I will wrap up the ice discussion tomorrow with talking about the different stations that were deployed on the ice.

Breakfast: eggs and bacon

Lunch: Solyanka (salami, pickle, olive) soup, and goulash

Tea Time: raspberry turnovers

Dinner: fried chicken and mashed potatoes


September 17

We have gone as far east as we are going to go, and are headed northwest back to the Laptev Sea. We are now north of the New Siberian Islands. Even though we are out of the higher concentration of ice, there are still ice floes and pack ice. Enough ice for a few lucky people to spot another polar bear. There is still hope to see one before the cruise is over.

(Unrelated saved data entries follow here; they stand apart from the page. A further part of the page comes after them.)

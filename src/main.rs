use anyhow::Result;
use mlm_site_locale::{config, i18n::LocaleResolver, server};
use std::sync::Arc;
use tracing::info;

#[tokio::main]
async fn main() -> Result<()> {
    // Load .env file (ignored in production)
    let _ = dotenvy::dotenv();

    // Initialize logging
    tracing_subscriber::fmt()
        .with_env_filter(
            tracing_subscriber::EnvFilter::from_default_env()
                .add_directive("mlm_site_locale=info".parse()?),
        )
        .init();

    info!("Starting localized site router");

    // Load configuration from environment
    let config = config::Config::from_env()?;
    let registry = config.locale_registry()?;

    info!(
        "Serving {} locales (default: {}) for {}",
        registry.list().len(),
        registry.default_locale(),
        config.site_url
    );

    let resolver = LocaleResolver::new(Arc::new(registry));
    let state = server::AppState::new(resolver, &config.site_url);

    let listener = tokio::net::TcpListener::bind(("0.0.0.0", config.port)).await?;
    server::serve(listener, state, shutdown_signal()).await?;

    info!("Server stopped");
    Ok(())
}

async fn shutdown_signal() {
    let _ = tokio::signal::ctrl_c().await;
    info!("Shutdown signal received");
}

Today, I would like to talk about the different systems that were set-up on the ice. I spent a lot of time talking to Sea Ice Physic Team member Jakob Belter before and after the ice stations. There is some pretty amazing research going on! I hope my description can do it justice. Otherwise, if you are interested in more detail, you may go to the website I mentioned a few days ago.

The Trans-Arctic Ice (TICE) team not only accomplished their goal of two big and six small ice stations, the stations were set up in an almost ideal formation- the big station on an ice floe surrounded by three smaller stations, each on their own ice floe.  This isn’t very easy to do when you are depending on the forces of nature.

I would like to begin with the four types of systems that were set-up on the two big stations. Photos of the systems are posted below.

Snow buoy: The snow buoy isn’t really a buoy as the name implies.  The snow buoy measures the snow depth and the accumulation of snow on top of the ice. The four cylinders in the corners on the top of the buoy are snow ‘pingers’. They measure the distance from the ‘pinger’ to the surface of the snow to determine the depth of snow.  The white cone-shaped object on top, in the middle, is the iridium sensor that transfers the data live. Barometric pressure, and ice and sea surface temperature are also measured.

PAWS: PAWS stands for Polar Area Weather Station. PAWS has a ‘wind vane’ that measures wind speed and direction. The system also measures relative humidity, surface and barometric pressure, and ice and sea surface temperature.

Radiation Station: The Radiation Station has three sensors, two of which are set up in the middle of a tripod. The sensor pointing upward measures incoming solar radiation. The one pointing downward measures the light reflected from the ground. The cable connects the tripod to an anchor. To keep the surface as natural as possible, ablation shields are used- the white square objects underneath the legs of the tripod.  Holes were drilled to secure the tripod legs. When you drill a hole and look inside, the hole gets darker, it is whiter closer to the surface because more light is reflected. After drilling the holes, the ablation shields are used to keep the surface as natural as possible. On top of the battery- the yellow case, is a camera. You can see the images on the above-mentioned website.

Bio-Optical IMB: IMB stands for Ice Mass Balance Buoy. Again, this isn’t really a buoy as the name implies. This system measures salinity, oxygen, ice growth, radiation (light transmittance), turbidity, CDOM, and chlorophyll A fluorescence.  This system is unbelievable and being successfully set-up for the first time. To get the full effect, refer to the BOBIMB photo below. A hole is drilled through the ice, and when the instrument goes through the ice and hits the water two ‘arms’ fold out that have measurement sensors on the end. On the ice, there is a tripod connected to one of the batteries. The tripod holds a thermistor chain that goes into the ice that has temperature sensors every two centimeters. This system has three batteries, the tan cases. There is a camera on top of one of the batteries.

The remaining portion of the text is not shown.